Each line in these records that contains "hold" counts once. Give the number only.

* * * * * * * * *

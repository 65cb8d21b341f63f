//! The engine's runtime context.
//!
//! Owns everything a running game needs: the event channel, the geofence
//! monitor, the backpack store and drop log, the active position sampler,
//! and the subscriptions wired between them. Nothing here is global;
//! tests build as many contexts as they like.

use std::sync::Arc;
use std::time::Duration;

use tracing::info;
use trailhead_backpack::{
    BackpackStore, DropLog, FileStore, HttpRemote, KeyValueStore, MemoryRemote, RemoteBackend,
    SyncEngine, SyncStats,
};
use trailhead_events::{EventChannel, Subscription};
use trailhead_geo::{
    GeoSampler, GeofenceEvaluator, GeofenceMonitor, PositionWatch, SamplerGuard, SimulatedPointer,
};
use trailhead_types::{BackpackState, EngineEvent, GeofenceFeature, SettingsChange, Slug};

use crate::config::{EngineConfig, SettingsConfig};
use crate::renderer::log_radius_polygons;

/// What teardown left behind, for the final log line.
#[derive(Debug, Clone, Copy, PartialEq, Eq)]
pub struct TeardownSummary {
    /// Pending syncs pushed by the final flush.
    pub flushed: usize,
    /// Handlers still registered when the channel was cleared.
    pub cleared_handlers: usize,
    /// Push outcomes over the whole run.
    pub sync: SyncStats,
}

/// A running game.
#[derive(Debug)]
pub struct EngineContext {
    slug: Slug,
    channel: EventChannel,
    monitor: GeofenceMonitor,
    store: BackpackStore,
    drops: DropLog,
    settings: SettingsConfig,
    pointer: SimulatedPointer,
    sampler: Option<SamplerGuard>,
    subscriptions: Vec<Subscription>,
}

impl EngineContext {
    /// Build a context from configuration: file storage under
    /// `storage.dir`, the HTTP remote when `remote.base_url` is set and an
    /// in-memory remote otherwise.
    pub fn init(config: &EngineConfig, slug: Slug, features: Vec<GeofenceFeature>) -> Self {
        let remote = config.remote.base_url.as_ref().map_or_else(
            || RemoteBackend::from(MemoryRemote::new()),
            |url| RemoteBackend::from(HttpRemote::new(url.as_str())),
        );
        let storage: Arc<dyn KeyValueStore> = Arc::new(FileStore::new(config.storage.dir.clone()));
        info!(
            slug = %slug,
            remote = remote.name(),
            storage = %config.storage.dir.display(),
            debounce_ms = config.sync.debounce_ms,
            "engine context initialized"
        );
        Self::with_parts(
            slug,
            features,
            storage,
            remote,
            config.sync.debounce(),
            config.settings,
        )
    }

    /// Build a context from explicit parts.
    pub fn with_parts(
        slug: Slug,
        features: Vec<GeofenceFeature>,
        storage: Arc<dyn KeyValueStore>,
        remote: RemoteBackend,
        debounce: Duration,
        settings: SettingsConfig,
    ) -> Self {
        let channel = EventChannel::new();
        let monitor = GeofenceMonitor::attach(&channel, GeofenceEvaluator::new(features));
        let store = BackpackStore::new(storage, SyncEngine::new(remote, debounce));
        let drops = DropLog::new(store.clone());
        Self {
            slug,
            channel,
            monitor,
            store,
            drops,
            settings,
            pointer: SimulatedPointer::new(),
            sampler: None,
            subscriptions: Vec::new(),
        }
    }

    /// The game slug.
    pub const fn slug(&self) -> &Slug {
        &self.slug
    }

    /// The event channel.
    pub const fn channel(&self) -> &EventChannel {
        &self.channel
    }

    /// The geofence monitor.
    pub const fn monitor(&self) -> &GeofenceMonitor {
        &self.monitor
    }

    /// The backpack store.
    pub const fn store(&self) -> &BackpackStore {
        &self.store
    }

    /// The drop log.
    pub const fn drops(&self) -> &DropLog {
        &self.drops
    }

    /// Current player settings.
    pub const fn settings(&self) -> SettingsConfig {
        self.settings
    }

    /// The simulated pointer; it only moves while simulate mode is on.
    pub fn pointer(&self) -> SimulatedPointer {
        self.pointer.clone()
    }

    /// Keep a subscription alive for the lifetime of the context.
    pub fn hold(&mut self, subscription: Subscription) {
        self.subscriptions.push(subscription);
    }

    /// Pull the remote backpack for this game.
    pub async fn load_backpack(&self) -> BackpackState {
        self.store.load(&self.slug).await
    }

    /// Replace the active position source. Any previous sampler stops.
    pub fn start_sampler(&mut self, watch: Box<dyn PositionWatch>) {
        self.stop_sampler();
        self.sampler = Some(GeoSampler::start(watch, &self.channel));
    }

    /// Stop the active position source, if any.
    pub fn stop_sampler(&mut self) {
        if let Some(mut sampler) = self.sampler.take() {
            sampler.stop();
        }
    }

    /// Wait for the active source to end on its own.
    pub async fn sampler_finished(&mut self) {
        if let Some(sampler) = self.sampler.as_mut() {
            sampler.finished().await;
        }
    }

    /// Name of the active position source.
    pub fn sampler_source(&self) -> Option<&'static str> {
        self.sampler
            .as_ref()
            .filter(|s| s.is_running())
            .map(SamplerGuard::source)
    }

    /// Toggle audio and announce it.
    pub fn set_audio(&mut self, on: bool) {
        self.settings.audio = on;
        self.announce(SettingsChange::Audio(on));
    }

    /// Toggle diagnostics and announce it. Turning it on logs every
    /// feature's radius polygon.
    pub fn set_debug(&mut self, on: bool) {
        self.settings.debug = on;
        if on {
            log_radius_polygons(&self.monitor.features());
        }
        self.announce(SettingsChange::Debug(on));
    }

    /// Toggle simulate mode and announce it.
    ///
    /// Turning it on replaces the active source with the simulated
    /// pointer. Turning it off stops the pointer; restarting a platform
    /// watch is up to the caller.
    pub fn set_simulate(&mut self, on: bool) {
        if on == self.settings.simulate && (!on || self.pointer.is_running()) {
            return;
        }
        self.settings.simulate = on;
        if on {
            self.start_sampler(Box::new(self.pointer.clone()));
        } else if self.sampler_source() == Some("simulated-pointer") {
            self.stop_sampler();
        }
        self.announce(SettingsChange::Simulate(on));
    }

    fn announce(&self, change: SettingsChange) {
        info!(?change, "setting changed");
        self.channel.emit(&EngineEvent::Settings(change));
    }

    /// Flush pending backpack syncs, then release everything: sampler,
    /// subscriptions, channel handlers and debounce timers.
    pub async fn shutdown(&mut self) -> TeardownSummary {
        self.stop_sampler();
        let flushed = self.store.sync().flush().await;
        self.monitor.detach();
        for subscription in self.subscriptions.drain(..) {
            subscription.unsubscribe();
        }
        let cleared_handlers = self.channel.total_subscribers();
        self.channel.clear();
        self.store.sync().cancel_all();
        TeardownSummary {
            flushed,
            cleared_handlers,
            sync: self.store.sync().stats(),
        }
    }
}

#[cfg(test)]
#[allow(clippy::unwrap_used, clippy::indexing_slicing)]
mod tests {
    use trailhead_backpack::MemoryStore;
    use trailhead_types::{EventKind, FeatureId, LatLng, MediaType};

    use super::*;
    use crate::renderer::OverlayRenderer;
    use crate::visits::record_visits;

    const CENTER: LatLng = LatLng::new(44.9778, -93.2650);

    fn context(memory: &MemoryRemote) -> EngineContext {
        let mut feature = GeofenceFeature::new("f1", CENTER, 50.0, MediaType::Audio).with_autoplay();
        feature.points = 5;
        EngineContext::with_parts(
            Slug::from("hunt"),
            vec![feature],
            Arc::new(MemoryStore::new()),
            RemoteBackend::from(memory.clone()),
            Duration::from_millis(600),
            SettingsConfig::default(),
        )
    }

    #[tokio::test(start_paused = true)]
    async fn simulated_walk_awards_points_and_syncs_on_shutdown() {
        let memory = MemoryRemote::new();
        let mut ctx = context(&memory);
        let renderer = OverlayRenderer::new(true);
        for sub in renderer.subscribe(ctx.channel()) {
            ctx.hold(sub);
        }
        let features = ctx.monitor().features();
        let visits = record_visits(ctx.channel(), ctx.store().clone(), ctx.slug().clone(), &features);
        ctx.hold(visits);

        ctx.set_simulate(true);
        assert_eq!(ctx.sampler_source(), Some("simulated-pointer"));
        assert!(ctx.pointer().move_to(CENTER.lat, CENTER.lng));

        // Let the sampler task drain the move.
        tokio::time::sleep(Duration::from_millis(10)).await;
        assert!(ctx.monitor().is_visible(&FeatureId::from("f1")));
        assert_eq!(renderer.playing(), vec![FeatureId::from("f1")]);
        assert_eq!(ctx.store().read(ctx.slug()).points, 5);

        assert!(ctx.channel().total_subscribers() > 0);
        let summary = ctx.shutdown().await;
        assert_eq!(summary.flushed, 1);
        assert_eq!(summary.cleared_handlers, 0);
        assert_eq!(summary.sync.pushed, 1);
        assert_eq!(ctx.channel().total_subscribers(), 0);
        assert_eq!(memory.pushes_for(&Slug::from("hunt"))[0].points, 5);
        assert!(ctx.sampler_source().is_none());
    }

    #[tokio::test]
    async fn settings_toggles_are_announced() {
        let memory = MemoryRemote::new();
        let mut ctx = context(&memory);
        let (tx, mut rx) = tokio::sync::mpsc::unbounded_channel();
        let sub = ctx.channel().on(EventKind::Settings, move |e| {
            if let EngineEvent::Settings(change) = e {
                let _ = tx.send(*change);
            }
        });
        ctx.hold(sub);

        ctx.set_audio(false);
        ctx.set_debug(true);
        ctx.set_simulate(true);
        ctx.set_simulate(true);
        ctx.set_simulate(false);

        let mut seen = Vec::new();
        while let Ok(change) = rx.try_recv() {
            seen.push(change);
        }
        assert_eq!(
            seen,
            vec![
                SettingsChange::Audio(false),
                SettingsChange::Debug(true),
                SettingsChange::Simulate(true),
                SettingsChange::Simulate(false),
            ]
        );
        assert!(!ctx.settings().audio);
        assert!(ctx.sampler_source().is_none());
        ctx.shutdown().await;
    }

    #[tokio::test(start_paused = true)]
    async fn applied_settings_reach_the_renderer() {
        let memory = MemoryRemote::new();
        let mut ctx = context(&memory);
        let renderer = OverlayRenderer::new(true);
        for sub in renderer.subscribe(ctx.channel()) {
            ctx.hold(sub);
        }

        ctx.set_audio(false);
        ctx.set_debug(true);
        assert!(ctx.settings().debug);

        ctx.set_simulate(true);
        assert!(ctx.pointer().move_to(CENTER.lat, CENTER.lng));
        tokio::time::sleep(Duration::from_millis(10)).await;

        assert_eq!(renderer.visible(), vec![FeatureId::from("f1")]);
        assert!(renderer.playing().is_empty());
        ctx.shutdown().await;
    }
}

* * * * * * * * *

:: ANSWER BOX ::
5